Entrambi i lavori furono un cambiamento epocale per la band, ci fu l’introduzione della pedal steel, si lavorò con una strumentazione acustica, si crearono brani che fossero più legati alla costruzioni di canzoni con melodie ben definite e si costruirono impasti vocali che potevano far invidia a Crosby, Stills & Nash.

È un’opera di rara bellezza, che si muove tra il folk e la musica americana delle radici, accenni country, pennellate di blues e un certo sentimento bluegrass. Rispetto al precedente la musica risulta più gioiosa, il gruppo sembra più sereno e consapevole. Garcia fa un uso di gran lunga superiore della pedal steel rispetto alla sei corde sia acustica che elettrica. La prima cosa che balza alle orecchie è la semplicità dei brani che sembra oscurare la raffinatezza ed l’eleganza che comunque sono presenti. Altro aspetto importante è che si tratta di un vero e proprio lavoro di gruppo sia a livello vocale, dove cantano tutti ad eccezione della sezione ritmica, sia a livello compositivo in cui, oltre alla coppia Garcia/Hunter, partecipano anche gli altri come mai in passato.

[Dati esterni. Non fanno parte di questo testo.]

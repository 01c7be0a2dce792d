// Karacfg Script Parser - TOML with Serde
// Parses declarative rule scripts and builds a rule graph from them

use std::fs;
use std::path::Path;

use serde::Deserialize;

use crate::device::{Device, DeviceIdentifiers, DevicePolarity};
use crate::graph::{Config, Layer, RuleBased, StrictTiming};
use crate::mapping::{HoldTiming, MapBuilder};
use crate::{Combo, DeviceId};

use super::combo_parser::{parse_combo_string, parse_destination};

/// Script errors
#[derive(Debug, thiserror::Error)]
pub enum ScriptError {
    #[error("IO error: {0}")]
    Io(#[from] std::io::Error),

    #[error("TOML parse error: {0}")]
    TomlParse(String),

    #[error("Invalid combo string {value:?} in {context}: {reason}")]
    InvalidCombo {
        value: String,
        context: String,
        reason: String,
    },

    #[error("Unknown device: {0}")]
    UnknownDevice(String),
}

/// Root TOML table
#[derive(Debug, Clone, Deserialize)]
#[serde(deny_unknown_fields)]
pub struct Script {
    /// Profile name
    #[serde(default = "default_profile")]
    pub profile: String,

    #[serde(default)]
    pub show_in_menu_bar: bool,

    /// Device declarations, referenced by position or name
    #[serde(default, rename = "device")]
    pub devices: Vec<DeviceEntry>,

    /// One-to-one key substitutions
    #[serde(default, rename = "simple")]
    pub simples: Vec<SimpleEntry>,

    /// Flat rules
    #[serde(default, rename = "rule")]
    pub rules: Vec<RuleEntry>,

    /// Base keys with their maps and layers
    #[serde(default, rename = "base")]
    pub bases: Vec<BaseEntry>,
}

fn default_profile() -> String {
    "Default".to_string()
}

/// A device declaration
#[derive(Debug, Clone, Deserialize)]
#[serde(deny_unknown_fields)]
pub struct DeviceEntry {
    pub name: Option<String>,
    pub vendor_id: Option<u32>,
    pub product_id: Option<u32>,
    pub is_keyboard: Option<bool>,
    pub is_pointing_device: Option<bool>,
    pub is_built_in_keyboard: Option<bool>,
    #[serde(default)]
    pub polarity: DevicePolarity,
    #[serde(default)]
    pub ignore: bool,
}

/// Reference to a declared device: its index or its name
#[derive(Debug, Clone, Deserialize)]
#[serde(untagged)]
pub enum DeviceRef {
    Index(usize),
    Name(String),
}

#[derive(Debug, Clone, Deserialize)]
#[serde(deny_unknown_fields)]
pub struct SimpleEntry {
    pub from: String,
    pub to: Option<String>,
    pub device: Option<DeviceRef>,
}

/// Per-rule hold timing
#[derive(Debug, Clone, Copy, Default, Deserialize)]
#[serde(deny_unknown_fields)]
pub struct HoldEntry {
    pub threshold_ms: Option<u64>,
    pub delayed_action_ms: Option<u64>,
    pub alone_timeout_ms: Option<u64>,
}

impl From<HoldEntry> for HoldTiming {
    fn from(entry: HoldEntry) -> Self {
        HoldTiming {
            threshold_ms: entry.threshold_ms,
            delayed_action_ms: entry.delayed_action_ms,
            alone_timeout_ms: entry.alone_timeout_ms,
        }
    }
}

#[derive(Debug, Clone, Deserialize)]
#[serde(deny_unknown_fields)]
pub struct RuleEntry {
    pub description: Option<String>,
    pub device: Option<DeviceRef>,
    pub hold: Option<HoldEntry>,
    #[serde(default)]
    pub map: Vec<RuleMapEntry>,
}

#[derive(Debug, Clone, Deserialize)]
#[serde(deny_unknown_fields)]
pub struct RuleMapEntry {
    pub from: String,
    #[serde(default)]
    pub to: Vec<String>,
    pub description: Option<String>,
    /// Combo sent once held past the threshold
    pub hold: Option<String>,
    /// Shell command run once held past the threshold
    pub hold_shell: Option<String>,
    pub hold_threshold_ms: Option<u64>,
    pub hold_delayed_action_ms: Option<u64>,
    pub hold_alone_timeout_ms: Option<u64>,
}

/// Map entry shared by bases and layers
#[derive(Debug, Clone, Deserialize)]
#[serde(deny_unknown_fields)]
pub struct ScopedMapEntry {
    pub from: String,
    #[serde(default)]
    pub to: Vec<String>,
    pub description: Option<String>,
    #[serde(default)]
    pub separate: bool,
}

#[derive(Debug, Clone, Deserialize)]
#[serde(deny_unknown_fields)]
pub struct BaseEntry {
    /// Base combo string
    pub key: String,
    pub description: Option<String>,
    pub device: Option<DeviceRef>,
    pub if_alone: Option<String>,
    pub alone_hold_ms: Option<u64>,
    /// Strict mode hold time; every `strict_*` override below defaults to it
    pub strict_ms: Option<u64>,
    pub strict_alone_timeout_ms: Option<u64>,
    pub strict_held_down_threshold_ms: Option<u64>,
    pub strict_delayed_action_ms: Option<u64>,
    /// Combo sent together with arming the base variable
    pub combo: Option<String>,
    #[serde(default)]
    pub map: Vec<ScopedMapEntry>,
    #[serde(default)]
    pub layer: Vec<LayerEntry>,
}

#[derive(Debug, Clone, Deserialize)]
#[serde(deny_unknown_fields)]
pub struct LayerEntry {
    pub key: String,
    pub description: Option<String>,
    #[serde(default)]
    pub separate: bool,
    #[serde(default)]
    pub map: Vec<ScopedMapEntry>,
    #[serde(default)]
    pub layer: Vec<LayerEntry>,
}

impl Script {
    /// Load a script from a TOML file
    pub fn from_toml_path<P: AsRef<Path>>(path: P) -> Result<Self, ScriptError> {
        let content = fs::read_to_string(path)?;
        Self::from_toml(&content)
    }

    pub fn from_toml(content: &str) -> Result<Self, ScriptError> {
        toml::from_str(content).map_err(|e| ScriptError::TomlParse(e.to_string()))
    }

    /// Build the rule graph this script describes
    pub fn to_config(&self) -> Result<Config, ScriptError> {
        let mut config = Config::new(self.profile.clone());
        config.show_in_menu_bar(self.show_in_menu_bar);

        let mut ids = Vec::with_capacity(self.devices.len());
        for entry in &self.devices {
            ids.push(config.device(entry.to_device()));
        }
        log::debug!("script declares {} devices", ids.len());

        for entry in &self.simples {
            let source = combo(&entry.from, "simple")?;
            let device = self.resolve_device(entry.device.as_ref(), &ids)?;
            let map = match device {
                Some(id) => config.on(id).map(source.key(), source.modifiers().iter()),
                None => config.map(source.key(), source.modifiers().iter()),
            };
            if let Some(to) = &entry.to {
                let (target, modifiers) = parse_destination(to);
                map.to_with(target, modifiers);
            }
        }

        for entry in &self.rules {
            let device = self.resolve_device(entry.device.as_ref(), &ids)?;
            let description = entry.description.clone().unwrap_or_default();
            let rule = match device {
                Some(id) => config.on(id).rule(description),
                None => config.rule(description),
            };
            if let Some(hold) = entry.hold {
                rule.set_on_hold(hold.into());
            }

            for map_entry in &entry.map {
                let source = combo(&map_entry.from, "rule map")?;
                let map = rule.map(source.key(), source.modifiers().iter());
                for to in &map_entry.to {
                    let (target, modifiers) = parse_destination(to);
                    map.to_with(target, modifiers);
                }
                if let Some(hold) = &map_entry.hold {
                    let hold = combo(hold, "hold")?;
                    map.on_hold(hold.key(), hold.modifiers().iter());
                }
                if let Some(command) = &map_entry.hold_shell {
                    map.on_hold_cmd(command.clone());
                }
                if let Some(ms) = map_entry.hold_threshold_ms {
                    map.hold_threshold_ms(ms);
                }
                if let Some(ms) = map_entry.hold_delayed_action_ms {
                    map.hold_delayed_action_ms(ms);
                }
                if let Some(ms) = map_entry.hold_alone_timeout_ms {
                    map.hold_alone_timeout_ms(ms);
                }
                if let Some(description) = &map_entry.description {
                    map.desc(description.clone());
                }
            }
        }

        for entry in &self.bases {
            let trigger = combo(&entry.key, "base")?;
            let device = self.resolve_device(entry.device.as_ref(), &ids)?;
            let base = match device {
                Some(id) => config.on(id).rule_base_by(trigger.key(), trigger.modifiers().iter()),
                None => config.rule_base_by(trigger.key(), trigger.modifiers().iter()),
            };
            entry.apply(base)?;
        }

        Ok(config)
    }

    fn resolve_device(
        &self,
        reference: Option<&DeviceRef>,
        ids: &[DeviceId],
    ) -> Result<Option<DeviceId>, ScriptError> {
        let Some(reference) = reference else {
            return Ok(None);
        };
        let index = match reference {
            DeviceRef::Index(index) => Some(*index),
            DeviceRef::Name(name) => self
                .devices
                .iter()
                .position(|device| device.name.as_deref() == Some(name.as_str())),
        };
        index
            .and_then(|index| ids.get(index).copied())
            .map(Some)
            .ok_or_else(|| ScriptError::UnknownDevice(reference.to_string()))
    }
}

impl std::fmt::Display for DeviceRef {
    fn fmt(&self, f: &mut std::fmt::Formatter<'_>) -> std::fmt::Result {
        match self {
            DeviceRef::Index(index) => write!(f, "#{}", index),
            DeviceRef::Name(name) => write!(f, "{}", name),
        }
    }
}

impl DeviceEntry {
    fn to_device(&self) -> Device {
        let identifiers = DeviceIdentifiers {
            vendor_id: self.vendor_id,
            product_id: self.product_id,
            is_keyboard: self.is_keyboard,
            is_pointing_device: self.is_pointing_device,
            is_built_in_keyboard: self.is_built_in_keyboard,
        };
        Device::new(identifiers)
            .polarity(self.polarity)
            .ignore(self.ignore)
    }
}

impl BaseEntry {
    /// Strict mode is on when the hold time or any single override is given
    fn strict_timing(&self) -> Option<StrictTiming> {
        let overrides = [
            self.strict_alone_timeout_ms,
            self.strict_held_down_threshold_ms,
            self.strict_delayed_action_ms,
        ];
        if self.strict_ms.is_none() && overrides.iter().all(Option::is_none) {
            return None;
        }

        let hold = self.strict_ms.map(StrictTiming::new).unwrap_or_default();
        Some(StrictTiming {
            alone_timeout_ms: self.strict_alone_timeout_ms,
            held_down_threshold_ms: self.strict_held_down_threshold_ms,
            delayed_action_ms: self.strict_delayed_action_ms,
            ..hold
        })
    }

    fn apply(&self, base: &mut RuleBased) -> Result<(), ScriptError> {
        if let Some(description) = &self.description {
            base.desc(description.clone());
        }
        if let Some(alone) = &self.if_alone {
            let alone = combo(alone, "if_alone")?;
            match self.alone_hold_ms {
                Some(ms) => base.if_alone_hold(alone.key(), ms),
                None => base.if_alone(alone.key()),
            };
        }
        if let Some(timing) = self.strict_timing() {
            base.strict_timing(timing);
        }
        if let Some(target) = &self.combo {
            let target = combo(target, "combo")?;
            base.map_to(target.key(), target.modifiers().iter());
        }

        for entry in &self.map {
            let source = combo(&entry.from, "base map")?;
            let map = base.map(source.key(), source.modifiers().iter());
            for to in &entry.to {
                let (target, modifiers) = parse_destination(to);
                map.to_with(target, modifiers);
            }
            if let Some(description) = &entry.description {
                map.desc(description.clone());
            }
            if entry.separate {
                map.separate();
            }
        }

        for entry in &self.layer {
            let key = combo(&entry.key, "layer")?.key();
            entry.apply(base.layer(key))?;
        }
        Ok(())
    }
}

impl LayerEntry {
    fn apply(&self, layer: &mut Layer) -> Result<(), ScriptError> {
        if let Some(description) = &self.description {
            layer.desc(description.clone());
        }
        if self.separate {
            layer.separate();
        }

        for entry in &self.map {
            let source = combo(&entry.from, "layer map")?;
            let map = layer.map(source.key(), source.modifiers().iter());
            for to in &entry.to {
                let (target, modifiers) = parse_destination(to);
                map.to_with(target, modifiers);
            }
            if let Some(description) = &entry.description {
                map.desc(description.clone());
            }
            if entry.separate {
                map.separate();
            }
        }

        for entry in &self.layer {
            let key = combo(&entry.key, "layer")?.key();
            entry.apply(layer.layer(key))?;
        }
        Ok(())
    }
}

fn combo(value: &str, context: &str) -> Result<Combo, ScriptError> {
    parse_combo_string(value)
        .map(|parsed| parsed.into_combo())
        .map_err(|e| ScriptError::InvalidCombo {
            value: value.to_string(),
            context: context.to_string(),
            reason: e.to_string(),
        })
}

“Box of rain” è l’apertura con piacevoli intrecci elettroacustici e il bello stacco di Jerry, pezzo a firma Lesh/Hunter, dedicato al padre di quest’ultimo che stava lottando contro un male incurabile e si stava spegnendo lentamente. “Friend of the Devil” è una bellissima ballata folk-rock con un ritmo assolutamente pregevole ed accattivante, una specie di jam bluegrass nella quale spiccava l’apporto di David Grisman al mandolino. Narra della storia di un uomo che pur tra mille problemi riesce a mantenere l’ottimismo, nonostante il suo ultimo incontro con il demonio lo abbia sconvolto. “Sugar Magnolia” descrive la capacità di sintesi dei Grateful Dead tra West Coast e Blues, con il lavoro al basso di Lesh a dare quell’ulteriore tocco di tipicità alla canzone. “Operator” è a firma Pigpen è un tipico brano dei Dead sul versante country-blues, con eccellente riff chitarristico e l’armonica che assume un ruolo di rilievo. Interessante è la sentita ballata “Candyman”, che poi cede il passo alle armonie di “Ripple” ed al sicuro lavoro della coppia Garcia/Grissman, già all’opera in maniera eccellente in “Friend of the Devil”, come prima riportato, con un finale corale che sembra una preghiera, un invito a tenersi vicino coloro che si amano. Con “Brokedown Palace” si definisce come si deve il concetto di ballata, magnifica per le immagini che crea, e stupenda per le liriche che Jerry canta dando spazio al sentimento di tristezza e dolore. L’aumento delle battute introdotto da “Till the Morning Comes” riporta a sprazzi ad un passato in quel momento ancora recente e si caratterizza per ispirate armonie vocali. “Attics of My Life” risulta un po’ disomogenea rispetto al corpus del disco, lasciando filtrare accenti che all’altezza del coro, risultano addirittura prossimi al gospel, ma regala comunque momenti di toccante sensibilità. Con “Truckin’” siamo giunti al termine, uno dei brani più amato dai fans, un rock-blues trascinante con accenni psichedelici, che parla del viaggio, del trasferimento da un luogo all’altro per le esibizioni sul palco, una canzone manifesto della controcultura del tempo.

Che dire se non che i Grateful Dead con “American beauty” ci hanno lasciato un altro testamento che rimane attuale ed immensamente bello e elegantemente acustico, un’opera innovativa dato che la commistione tra gli stili proposti non era affatto usuale nel 1970!!!